目的 探討骨髓基質細胞與3D打印聚乳酸-羥基磷灰石 （Three-dimensional printed polylactic acid-hydroxyapatite，3D printed PLA-HA）復合支架材料的相容性，為骨組織工程選擇合適的支架材料提供理論依據。方法 將標記綠色熒光蛋白（Green fluorescent protein，GFP）的骨髓基質細胞分別與3D打印PLA-HA復合材料和β-磷酸三鈣（betatricalcium phosphate，β-TCP）材料體外復合培養，采用熒光顯微鏡觀察細胞在支架材料上的生長黏附情況，并通過掃描電鏡觀察細胞在支架中的形態變化；CCK8（Cell Counting Kit8）法檢測細胞于不同時間點在材料上的黏附率以及增殖情況；堿性磷酸酶（Alkaline phosphatase，ALP）活性測定法檢測3 d、7 d、14 d的堿性磷酸酶活性變化。結果 骨髓基質細胞能夠在3D打印PLA-HA復合材料和β-TCP材料上黏附生長；β-TCP組細胞黏附率高于3D打印PLA-HA組（P<0.05），但3D打印PLA-HA組在12 h細胞黏附率可達到60%以上；細胞增殖實驗顯示，3D打印PLA-HA組在體外培養第4天和第7天的細胞增殖量（OD值）均高于β-TCP組與對照組（P<0.05）；3D打印PLA-HA組以及β-TCP組在第3天、第7天和第14天的ALP含量均高于對照組，且3D打印PLA-HA組第7天ALP含量較β-TCP組增多（P<0.05）。結論 3D打印PLA-HA復合材料具有良好的細胞相容性，可作為骨組織工程的支架材料。

3D打印 骨組織工程 聚乳酸 羥基磷灰石 骨髓基質細胞

由于創傷、腫瘤、感染等因素造成的骨缺損是臨床面臨的難題之一。目前骨缺損常用的修復方法有自體骨移植、異體骨移植、人工合成替代物等，但均在不同程度上存在一定問題。近年來，骨組織工程研究的不斷深入以及3D打印技術的出現，為解決個性化骨缺損的修復提供了新思路[1-3]。
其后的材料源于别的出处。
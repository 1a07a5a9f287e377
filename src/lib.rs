/// PA Agent API
///
/// Backend for the PA Agent web app: Google sign-in, Gmail and Calendar
/// helpers, and LLM-backed writing assistants for documents, code and chat.
///
/// # Features
///
/// - OAuth consent URL and callback with authorization-code replay protection
/// - Bearer-token validation against the userinfo endpoint, with optional refresh
/// - Unread mail summaries, reply drafts and sending
/// - Upcoming events and natural-language event creation with a safe fallback
/// - Project plans, report templates, presentation outlines
/// - Code review, refactoring suggestions and explanations
/// - Single-turn chat, streamed as server-sent events
///
/// # Testing
///
/// Unit tests live next to the code. Integration tests in `tests/` drive the
/// router against mockito stand-ins for Google and Gemini.
pub mod auth;
pub mod calendar_api;
pub mod code_store;
pub mod config;
pub mod errors;
pub mod event_draft;
pub mod gmail_api;
pub mod llm;
pub mod prompts;
pub mod server;

pub use crate::code_store::{CodeStore, MemoryCodeStore};
pub use crate::config::Config;
pub use crate::errors::{ApiError, ApiResult};
pub use crate::logging::setup_logging;
pub use crate::server::{router, AppState};

pub mod logging {
    use chrono::Local;
    use log::LevelFilter;
    use simplelog::{self, CombinedLogger, WriteLogger};
    use std::fs::OpenOptions;
    use std::io::Write;

    /// Default log file name for the current hour.
    pub fn default_log_path() -> String {
        format!("pa_agent_{}.log", Local::now().format("%Y%m%d_%H"))
    }

    /// Sets up logging to a file.
    ///
    /// # Arguments
    ///
    /// * `log_level` - The level of log messages to capture
    /// * `log_file` - Optional path to log file. If None, creates a timestamped file
    ///
    /// # Returns
    ///
    /// The path to the log file
    pub fn setup_logging(
        log_level: LevelFilter,
        log_file: Option<&str>,
    ) -> std::io::Result<String> {
        let log_path = match log_file {
            Some(path) => path.to_string(),
            None => default_log_path(),
        };

        let mut file = OpenOptions::new()
            .create(true)
            .append(true)
            .open(&log_path)?;

        writeln!(
            file,
            "====== PA AGENT API LOG - Started at {} ======",
            Local::now().format("%Y-%m-%d %H:%M:%S")
        )?;

        CombinedLogger::init(vec![WriteLogger::new(
            log_level,
            simplelog::Config::default(),
            file,
        )])
        .map_err(|e| std::io::Error::new(std::io::ErrorKind::Other, e))?;

        log::info!("Logging initialized to file: {}", log_path);
        Ok(log_path)
    }
}
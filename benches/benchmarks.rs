use chrono::NaiveDate;
use criterion::{black_box, criterion_group, criterion_main, Criterion};
use pa_agent::event_draft::{draft_from_output, extract_json_object, parse_event_draft};

const FENCED_OUTPUT: &str = "Sure! Here is the event:\n```json\n{\"summary\":\"Lunch with Sam\",\"start_date\":\"2024-06-11\",\"start_time\":\"12:00\",\"end_date\":\"2024-06-11\",\"end_time\":\"13:00\",\"location\":\"Cafe {Downtown}\",\"description\":\"\"}\n```\nLet me know if you need anything else.";

fn event_draft_benchmarks(c: &mut Criterion) {
    let now = NaiveDate::from_ymd_opt(2024, 6, 6)
        .and_then(|d| d.and_hms_opt(9, 30, 0))
        .unwrap();

    c.bench_function("extract_json_object", |b| {
        b.iter(|| black_box(extract_json_object(black_box(FENCED_OUTPUT))))
    });

    c.bench_function("parse_event_draft_fenced", |b| {
        b.iter(|| black_box(parse_event_draft(black_box(FENCED_OUTPUT))))
    });

    // Prose with no object at all: the fallback path.
    c.bench_function("draft_from_output_fallback", |b| {
        b.iter(|| {
            black_box(draft_from_output(
                black_box("I could not understand that request."),
                now,
                "lunch with Sam sometime",
            ))
        })
    });
}

criterion_group!(benches, event_draft_benchmarks);
criterion_main!(benches);
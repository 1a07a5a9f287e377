//! Gmail v1 REST client: unread listing, message retrieval and sending.

use crate::auth::provider_message;
use crate::errors::{GoogleApiError, GoogleResult};
use log::{debug, error, info};
use reqwest::Client;
use serde::Deserialize;

pub const UNREAD_QUERY: &str = "is:unread";

#[derive(Debug, Deserialize)]
struct MessageListResponse {
    #[serde(default)]
    messages: Vec<MessageRef>,
}

#[derive(Debug, Clone, Deserialize)]
#[serde(rename_all = "camelCase")]
pub struct MessageRef {
    pub id: String,
    #[serde(default)]
    pub thread_id: Option<String>,
}

#[derive(Debug, Clone, Default, Deserialize)]
struct Header {
    name: String,
    value: String,
}

#[derive(Debug, Clone, Default, Deserialize)]
struct PartBody {
    #[serde(default)]
    data: Option<String>,
}

#[derive(Debug, Clone, Default, Deserialize)]
#[serde(rename_all = "camelCase")]
struct MessagePart {
    #[serde(default)]
    mime_type: String,
    #[serde(default)]
    headers: Vec<Header>,
    #[serde(default)]
    body: PartBody,
    #[serde(default)]
    parts: Vec<MessagePart>,
}

#[derive(Debug, Deserialize)]
#[serde(rename_all = "camelCase")]
struct RawMessage {
    id: String,
    #[serde(default)]
    thread_id: Option<String>,
    #[serde(default)]
    snippet: String,
    #[serde(default)]
    payload: MessagePart,
}

#[derive(Debug, Deserialize)]
struct SendResponse {
    id: String,
}

#[derive(Debug, Clone, PartialEq)]
pub struct EmailMessage {
    pub id: String,
    pub thread_id: Option<String>,
    pub subject: String,
    pub from: String,
    pub message_id_header: Option<String>,
    pub references: Option<String>,
    pub snippet: String,
    pub body: String,
}

impl EmailMessage {
    fn from_raw(message: RawMessage) -> Self {
        debug!("Converting Gmail message {} to EmailMessage", message.id);

        let mut subject = None;
        let mut from = None;
        let mut message_id_header = None;
        let mut references = None;

        for header in &message.payload.headers {
            match header.name.to_ascii_lowercase().as_str() {
                "subject" => subject = Some(header.value.clone()),
                "from" => from = Some(header.value.clone()),
                "message-id" => message_id_header = Some(header.value.clone()),
                "references" => references = Some(header.value.clone()),
                _ => {} // Ignore other headers
            }
        }

        let body = extract_plain_text(&message.payload);

        EmailMessage {
            id: message.id,
            thread_id: message.thread_id,
            subject: subject.unwrap_or_else(|| "No Subject".to_string()),
            from: from.unwrap_or_else(|| "Unknown Sender".to_string()),
            message_id_header,
            references,
            snippet: message.snippet,
            body,
        }
    }
}

/// Decodes Gmail's URL-safe base64 body data, padded or not.
pub fn decode_body(data: &str) -> Option<String> {
    let trimmed = data.trim().trim_end_matches('=');
    let bytes = base64::decode_config(trimmed, base64::URL_SAFE_NO_PAD).ok()?;
    Some(String::from_utf8_lossy(&bytes).into_owned())
}

/// Concatenates every `text/plain` part; single-part messages use the top-level body.
fn extract_plain_text(payload: &MessagePart) -> String {
    if payload.parts.is_empty() {
        return payload
            .body
            .data
            .as_deref()
            .and_then(decode_body)
            .unwrap_or_default();
    }

    let mut text = String::new();
    collect_plain_parts(&payload.parts, &mut text);
    text
}

fn collect_plain_parts(parts: &[MessagePart], out: &mut String) {
    for part in parts {
        if part.mime_type == "text/plain" {
            if let Some(decoded) = part.body.data.as_deref().and_then(decode_body) {
                out.push_str(&decoded);
            }
        } else if !part.parts.is_empty() {
            // multipart/alternative inside multipart/mixed
            collect_plain_parts(&part.parts, out);
        }
    }
}

/// Outgoing plain-text message.
#[derive(Debug, Clone, Default, PartialEq)]
pub struct OutgoingEmail {
    pub to: String,
    pub subject: String,
    pub body: String,
    pub in_reply_to: Option<String>,
    pub references: Option<String>,
    pub thread_id: Option<String>,
}

fn header_value(value: &str) -> String {
    value.replace(['\r', '\n'], " ").trim().to_string()
}

impl OutgoingEmail {
    /// RFC 2822 rendering. Header values have CR/LF removed so caller input
    /// cannot inject extra headers.
    pub fn to_mime(&self) -> String {
        let mut mime = format!(
            "To: {}\r\nSubject: {}\r\n",
            header_value(&self.to),
            header_value(&self.subject)
        );
        if let Some(in_reply_to) = self.in_reply_to.as_deref().filter(|v| !v.trim().is_empty()) {
            mime.push_str(&format!("In-Reply-To: {}\r\n", header_value(in_reply_to)));
        }
        if let Some(references) = self.references.as_deref().filter(|v| !v.trim().is_empty()) {
            mime.push_str(&format!("References: {}\r\n", header_value(references)));
        }
        mime.push_str("MIME-Version: 1.0\r\n");
        mime.push_str("Content-Type: text/plain; charset=\"UTF-8\"\r\n");
        mime.push_str("\r\n");
        mime.push_str(&self.body);
        mime
    }

    /// URL-safe base64 of the MIME text, as the `raw` field expects.
    pub fn to_raw(&self) -> String {
        base64::encode_config(self.to_mime().as_bytes(), base64::URL_SAFE)
    }
}

pub struct GmailClient {
    http: Client,
    base_url: String,
    access_token: String,
}

impl GmailClient {
    pub fn new(http: Client, base_url: &str, access_token: &str) -> Self {
        Self {
            http,
            base_url: base_url.trim_end_matches('/').to_string(),
            access_token: access_token.to_string(),
        }
    }

    async fn read_body(response: reqwest::Response) -> GoogleResult<String> {
        let status = response.status();
        let body = response
            .text()
            .await
            .map_err(|e| GoogleApiError::NetworkError(format!("Failed to read response: {}", e)))?;

        if !status.is_success() {
            error!("Gmail API request failed ({}): {}", status, body);
            return Err(GoogleApiError::ApiError {
                status: status.as_u16(),
                message: provider_message(&body),
            });
        }
        Ok(body)
    }

    /// Lists message references matching `query`.
    pub async fn list_messages(&self, query: &str, max_results: u32) -> GoogleResult<Vec<MessageRef>> {
        debug!("Listing messages with query={:?}, max_results={}", query, max_results);
        let max_results = max_results.to_string();

        let response = self
            .http
            .get(format!("{}/users/me/messages", self.base_url))
            .bearer_auth(&self.access_token)
            .query(&[("q", query), ("maxResults", max_results.as_str())])
            .send()
            .await
            .map_err(|e| GoogleApiError::NetworkError(e.to_string()))?;

        let body = Self::read_body(response).await?;
        let list: MessageListResponse = serde_json::from_str(&body)
            .map_err(|e| GoogleApiError::FormatError(format!("Failed to parse message list: {}", e)))?;

        info!("Found {} message references", list.messages.len());
        Ok(list.messages)
    }

    pub async fn list_unread(&self, max_results: u32) -> GoogleResult<Vec<MessageRef>> {
        self.list_messages(UNREAD_QUERY, max_results).await
    }

    /// Fetches one message in `full` format.
    pub async fn get_message(&self, message_id: &str) -> GoogleResult<EmailMessage> {
        debug!("Getting message with ID: {}", message_id);

        let response = self
            .http
            .get(format!(
                "{}/users/me/messages/{}",
                self.base_url,
                urlencoding::encode(message_id)
            ))
            .bearer_auth(&self.access_token)
            .query(&[("format", "full")])
            .send()
            .await
            .map_err(|e| GoogleApiError::NetworkError(e.to_string()))?;

        let body = Self::read_body(response).await?;
        let raw: RawMessage = serde_json::from_str(&body)
            .map_err(|e| GoogleApiError::FormatError(format!("Failed to parse message: {}", e)))?;

        Ok(EmailMessage::from_raw(raw))
    }

    /// Sends `email` and returns the new message id.
    pub async fn send_message(&self, email: &OutgoingEmail) -> GoogleResult<String> {
        info!("Sending email to {}", header_value(&email.to));

        let mut payload = serde_json::json!({ "raw": email.to_raw() });
        if let Some(thread_id) = email.thread_id.as_deref().filter(|t| !t.is_empty()) {
            payload["threadId"] = serde_json::Value::String(thread_id.to_string());
        }

        let response = self
            .http
            .post(format!("{}/users/me/messages/send", self.base_url))
            .bearer_auth(&self.access_token)
            .json(&payload)
            .send()
            .await
            .map_err(|e| GoogleApiError::NetworkError(e.to_string()))?;

        let body = Self::read_body(response).await?;
        let sent: SendResponse = serde_json::from_str(&body)
            .map_err(|e| GoogleApiError::FormatError(format!("Failed to parse send response: {}", e)))?;

        debug!("Sent message {}", sent.id);
        Ok(sent.id)
    }
}
//! Single-turn chat. `/api/chat` answers in the OpenAI-style streaming chunk
//! format the frontend's chat SDK expects; the whole reply goes out as one
//! content chunk followed by a stop chunk and the `[DONE]` marker.

use std::convert::Infallible;

use axum::extract::rejection::JsonRejection;
use axum::extract::State;
use axum::response::sse::{Event, Sse};
use axum::Json;
use chrono::Utc;
use log::{info, warn};
use serde::{Deserialize, Serialize};
use serde_json::{json, Value};
use tokio_stream::Stream;

use super::{generate_text, SharedState};
use crate::errors::{ApiError, ApiResult};
use crate::llm::GenerationOptions;
use crate::prompts;

pub const DONE_MARKER: &str = "[DONE]";
const CHUNK_OBJECT: &str = "chat.completion.chunk";
const SELF_TEST_PROMPT: &str = "Say hello and confirm you're working!";

#[derive(Debug, Clone, Deserialize)]
pub struct ChatMessage {
    pub role: String,
    #[serde(default)]
    pub content: String,
}

#[derive(Debug, Deserialize)]
pub struct ChatRequest {
    #[serde(default)]
    pub messages: Vec<ChatMessage>,
}

#[derive(Debug, Serialize)]
struct ChunkChoice {
    index: u32,
    delta: Value,
    finish_reason: Option<&'static str>,
}

#[derive(Debug, Serialize)]
struct ChatChunk<'a> {
    id: &'a str,
    object: &'static str,
    created: i64,
    model: &'a str,
    choices: Vec<ChunkChoice>,
}

/// Content of the most recent `user` message.
pub fn last_user_message(messages: &[ChatMessage]) -> ApiResult<&str> {
    if messages.is_empty() {
        return Err(ApiError::BadRequest("No messages provided".to_string()));
    }
    messages
        .iter()
        .rev()
        .find(|m| m.role == "user" && !m.content.trim().is_empty())
        .map(|m| m.content.as_str())
        .ok_or_else(|| ApiError::BadRequest("No user message found".to_string()))
}

fn chunk_event(id: &str, model: &str, delta: Value, finish_reason: Option<&'static str>) -> Event {
    let chunk = ChatChunk {
        id,
        object: CHUNK_OBJECT,
        created: Utc::now().timestamp(),
        model,
        choices: vec![ChunkChoice {
            index: 0,
            delta,
            finish_reason,
        }],
    };
    let data = serde_json::to_string(&chunk).unwrap_or_else(|_| "{}".to_string());
    Event::default().data(data)
}

/// The three frames of one reply: content, stop, done.
pub fn reply_events(model: &str, text: &str) -> Vec<Event> {
    let id = format!("chatcmpl-{}", uuid::Uuid::new_v4());
    vec![
        chunk_event(&id, model, json!({ "content": text }), None),
        chunk_event(&id, model, json!({}), Some("stop")),
        Event::default().data(DONE_MARKER),
    ]
}

pub async fn chat(
    State(state): State<SharedState>,
    request: Result<Json<ChatRequest>, JsonRejection>,
) -> ApiResult<Sse<impl Stream<Item = Result<Event, Infallible>>>> {
    let Json(request) = request?;
    let message = last_user_message(&request.messages)?;
    info!(
        "Chat request with {} messages: {}",
        request.messages.len(),
        prompts::preview(message)
    );

    let reply = generate_text(state.llm.as_ref(), message, GenerationOptions::PRECISE).await?;
    let events = reply_events(&state.llm.model_name(), &reply);
    Ok(Sse::new(tokio_stream::iter(
        events.into_iter().map(Ok::<_, Infallible>),
    )))
}

pub async fn chat_simple(
    State(state): State<SharedState>,
    request: Result<Json<ChatRequest>, JsonRejection>,
) -> ApiResult<Json<Value>> {
    let Json(request) = request?;
    let message = last_user_message(&request.messages)?;
    let reply = generate_text(state.llm.as_ref(), message, GenerationOptions::PRECISE).await?;
    Ok(Json(json!({
        "response": reply,
        "status": "success",
    })))
}

/// Connectivity probe for the LLM. Always 200; the body says what happened.
pub async fn test(State(state): State<SharedState>) -> Json<Value> {
    match state
        .llm
        .generate(SELF_TEST_PROMPT, GenerationOptions::PRECISE)
        .await
    {
        Ok(text) => Json(json!({
            "status": "success",
            "response": text,
            "gemini_working": true,
        })),
        Err(e) if e.is_quota() => {
            warn!("LLM self-test hit quota: {}", e);
            Json(json!({
                "status": "quota_exceeded",
                "response": "LLM quota exceeded. Please try again later.",
                "gemini_working": false,
            }))
        }
        Err(e) => {
            warn!("LLM self-test failed: {}", e);
            Json(json!({
                "status": "error",
                "error": ApiError::llm(e).to_string(),
                "gemini_working": false,
            }))
        }
    }
}

#[cfg(test)]
mod tests {
    use super::*;

    fn message(role: &str, content: &str) -> ChatMessage {
        ChatMessage {
            role: role.to_string(),
            content: content.to_string(),
        }
    }

    #[test]
    fn picks_the_latest_user_message() {
        let messages = vec![
            message("user", "first"),
            message("assistant", "answer"),
            message("user", "second"),
            message("assistant", "another"),
        ];
        assert_eq!(last_user_message(&messages).unwrap(), "second");
    }

    #[test]
    fn rejects_empty_and_user_less_conversations() {
        assert!(matches!(
            last_user_message(&[]),
            Err(ApiError::BadRequest(msg)) if msg == "No messages provided"
        ));
        assert!(matches!(
            last_user_message(&[message("system", "be nice")]),
            Err(ApiError::BadRequest(msg)) if msg == "No user message found"
        ));
    }

    #[test]
    fn reply_is_three_frames() {
        assert_eq!(reply_events("gemini-2.0-flash", "hello").len(), 3);
    }
}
本研究采用體外細胞培養法對3D打印PLA-HA復合材料的生物學性能進行檢測，以探討3D打印PLA-HA復合材料用于骨組織工程的可行性，并為材料的改良提供實驗依據。

1 材料與方法

1.1 實驗材料

3D打印PLA-HA材料由上海交通大學醫學院附屬第九人民醫院3D打印技術臨床轉化研發中心自建；HA購自上海積碩材料科技有限公司；PLA購自濟南岱罡生物工程有限公司；β-磷酸三鈣購自上海交通大學材料科學與工程學院。

DMEM培養基（美國Gibco公司）；胎牛血清（美國HyClone公司）；地塞米松、β-磷酸甘油鈉、L-2-磷酸抗壞血酸（美國Sigma公司）；堿性磷酸酶試劑盒、細胞增殖-毒性檢測試劑盒（南京建成生物制品有限公司）；慢病毒lentivirus-GFP載體試劑盒（上海吉瑪制藥技術有限公司）。
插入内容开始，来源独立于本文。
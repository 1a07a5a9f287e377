//! HTTP surface: axum router, shared state, CORS and the bearer gate used by
//! every mail and calendar handler.

use std::sync::Arc;

use axum::http::{header, HeaderMap, HeaderName, HeaderValue, Method};
use axum::routing::{get, post};
use axum::{Json, Router};
use log::{info, warn};
use reqwest::Client;
use serde_json::{json, Value};
use tower_http::cors::{AllowHeaders, AllowOrigin, CorsLayer};

use crate::auth::{AuthenticatedUser, BearerValidator, OAuthClient};
use crate::code_store::{CodeStore, MemoryCodeStore};
use crate::config::Config;
use crate::errors::{ApiError, ApiResult};
use crate::llm::{GeminiClient, GenerationOptions, TextGenerator};

pub mod auth;
pub mod calendar;
pub mod chat;
pub mod code;
pub mod docs;
pub mod email;

/// Optional header carrying the caller's refresh token.
pub const REFRESH_TOKEN_HEADER: &str = "x-refresh-token";

/// Shown in place of generated text when the LLM is out of quota.
pub const QUOTA_MESSAGE: &str =
    "The AI service is currently experiencing high usage. Please try again in a few minutes.";

/// State shared by all handlers.
pub struct AppState {
    pub config: Config,
    pub http: Client,
    pub oauth: OAuthClient,
    pub validator: BearerValidator,
    pub llm: Arc<dyn TextGenerator>,
    pub codes: Arc<dyn CodeStore>,
}

impl AppState {
    /// Production wiring: Gemini for text, in-memory code store.
    pub fn new(config: Config) -> Self {
        let http = Client::new();
        let llm: Arc<dyn TextGenerator> = Arc::new(GeminiClient::new(http.clone(), &config));
        Self::build(config, http, llm, Arc::new(MemoryCodeStore::new()))
    }

    /// Wiring with an injected generator and code store.
    pub fn with_parts(
        config: Config,
        llm: Arc<dyn TextGenerator>,
        codes: Arc<dyn CodeStore>,
    ) -> Self {
        Self::build(config, Client::new(), llm, codes)
    }

    fn build(
        config: Config,
        http: Client,
        llm: Arc<dyn TextGenerator>,
        codes: Arc<dyn CodeStore>,
    ) -> Self {
        let oauth = OAuthClient::new(http.clone(), &config);
        let validator = BearerValidator::new(http.clone(), oauth.clone());
        Self {
            config,
            http,
            oauth,
            validator,
            llm,
            codes,
        }
    }
}

pub type SharedState = Arc<AppState>;

/// Resolves the caller from `Authorization` (and `X-Refresh-Token` if sent).
pub async fn authenticate(state: &AppState, headers: &HeaderMap) -> ApiResult<AuthenticatedUser> {
    let bearer = headers
        .get(header::AUTHORIZATION)
        .and_then(|v| v.to_str().ok())
        .ok_or_else(|| ApiError::Unauthorized("Missing Authorization header".to_string()))?;
    let refresh = headers
        .get(REFRESH_TOKEN_HEADER)
        .and_then(|v| v.to_str().ok())
        .map(str::trim)
        .filter(|v| !v.is_empty());

    state.validator.resolve(bearer, refresh).await
}

/// One LLM call. Quota exhaustion degrades to [`QUOTA_MESSAGE`]; anything
/// else is surfaced.
pub(crate) async fn generate_text(
    llm: &dyn TextGenerator,
    prompt: &str,
    options: GenerationOptions,
) -> ApiResult<String> {
    match llm.generate(prompt, options).await {
        Ok(text) => Ok(text),
        Err(e) if e.is_quota() => {
            warn!("LLM quota exhausted, returning placeholder: {}", e);
            Ok(QUOTA_MESSAGE.to_string())
        }
        Err(e) => Err(ApiError::llm(e)),
    }
}

/// `{content, <legacy_key>}`: older clients read the second key.
pub(crate) fn generated(legacy_key: &str, text: String) -> Json<Value> {
    let mut body = serde_json::Map::new();
    body.insert(legacy_key.to_string(), Value::String(text.clone()));
    body.insert("content".to_string(), Value::String(text));
    Json(Value::Object(body))
}

/// Rejects blank required string fields before any external call.
pub(crate) fn require(field: &str, value: &str) -> ApiResult<()> {
    if value.trim().is_empty() {
        Err(ApiError::BadRequest(format!("Field '{}' is required", field)))
    } else {
        Ok(())
    }
}

fn cors_layer(config: &Config) -> CorsLayer {
    let origins: Vec<HeaderValue> = config
        .allowed_origins
        .iter()
        .filter_map(|origin| match origin.parse::<HeaderValue>() {
            Ok(value) => Some(value),
            Err(_) => {
                warn!("Ignoring invalid CORS origin: {}", origin);
                None
            }
        })
        .collect();

    CorsLayer::new()
        .allow_origin(AllowOrigin::list(origins))
        .allow_methods([Method::GET, Method::POST, Method::OPTIONS])
        .allow_headers(AllowHeaders::list([
            header::CONTENT_TYPE,
            header::AUTHORIZATION,
            HeaderName::from_static(REFRESH_TOKEN_HEADER),
        ]))
        .allow_credentials(true)
}

async fn health() -> Json<Value> {
    Json(json!({
        "status": "ok",
        "message": "PA Agent API is running",
    }))
}

pub fn router(state: SharedState) -> Router {
    let cors = cors_layer(&state.config);

    Router::new()
        .route("/", get(health))
        .route("/auth/login", get(auth::login))
        .route("/auth/callback", get(auth::callback))
        .route("/auth/verify", get(auth::verify))
        .route("/auth/test-auth", get(auth::test_auth))
        .route("/auth/logout", post(auth::logout))
        .route("/email/unread", get(email::unread))
        .route("/email/draft-reply", post(email::draft_reply))
        .route("/email/send", post(email::send))
        .route("/calendar/events", get(calendar::events))
        .route("/calendar/create-event", post(calendar::create_event))
        .route("/docs/project-plan", post(docs::project_plan))
        .route("/docs/report-template", post(docs::report_template))
        .route("/docs/presentation-outline", post(docs::presentation_outline))
        .route("/code/review", post(code::review))
        .route("/code/suggest-refactoring", post(code::suggest_refactoring))
        .route("/code/explain", post(code::explain))
        .route("/api/chat", post(chat::chat))
        .route("/api/chat-simple", post(chat::chat_simple))
        .route("/api/test", get(chat::test))
        .layer(cors)
        .with_state(state)
}

/// Binds `config.bind_address` and serves until the process exits.
pub async fn serve(config: Config) -> std::io::Result<()> {
    let bind_address = config.bind_address.clone();
    let state = Arc::new(AppState::new(config));
    let app = router(state);

    let listener = tokio::net::TcpListener::bind(&bind_address).await?;
    info!("PA Agent API listening on {}", listener.local_addr()?);
    axum::serve(listener, app).await
}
酶標儀（瑞士Tecan公司）；熒光顯微鏡（日本Olympus公司）；顯微攝影數碼相機（美國Kodak公司）；掃描電鏡（美國Quanta公司）。

1.2 實驗方法

1.2.1 3D打印材料的制備

首先，利用CAD軟件設計支架材料。設計為直徑5 mm，高度2 mm的圓柱體，同時將材料屬性設置為孔徑500 μm，孔隙率60%。將設計完成的材料使用CAD軟件轉換成STL格式并輸入3D打印機。調整3D打印機相關屬性參數，打印材料。打印過程中，液態生物材料PLA-HA打印出來即迅速凝固，因此本實驗在熔融沉積造型術 （Fused deposition modeling，FDM）基礎上選擇生物擠壓方法（Bioextrusion techniques）打印生物材料PLA-HA[4]。最后，清除并修整多余的支撐材料，完成整個打印過程。

1.2.2 細胞的培養

選6～8周齡健康新西蘭大白兔，50 mL注射器針頭于一側脛骨平臺穿刺抽取骨髓液2～3 mL，加入肝素化的50 mL無菌離心管內。將骨髓與20 mL含10%（體積百分比）胎牛血清的DMEM培養基（青霉素100 U/mL、鏈霉素100 U/mL）混勻，接種于10 cm培養皿中。置于37℃、5%CO2培養箱孵育。3 d以及6 d后半量換液，9 d后完全換液，以后每3天換液1次。待原代培養細胞長滿瓶底面積90%時，進行傳代，按1∶3接種在新的細胞培養皿內。傳至第3代進行細胞計數。

1.2.3 細胞轉染及接種

將第3代細胞行細胞計數，并以5×104cells/mL的濃度制成細胞懸液，接種于24孔板內。待細胞長至60%～70%融合時，吸取細胞培養液，加入400 μL完全培養液以及終濃度為5 μg/mL的聚凝胺（Polybrene）。在含有Polybrene的培養液中加入慢病毒液，按照試劑盒要求，分別設置5個梯度（20、40、60、80和100 μL）的病毒轉染孔及1個空白對照孔，以確定轉染的最佳感染復數 （Multiplicity of infection，MOI）。24 h后，熒光倒置顯微鏡下觀察細胞的轉染效果。選取MOI最大值標記的GFP細胞消化并接種。實驗分為3組，即3D打印PLA-HA組、β-TCP組及細胞對照組。3D打印PLA-HA組、β-TCP組中每孔分別加入5 mm×5 mm×2 mm相應材料（圖1），對照組單純接種細胞，于不同時間進行觀察及檢測。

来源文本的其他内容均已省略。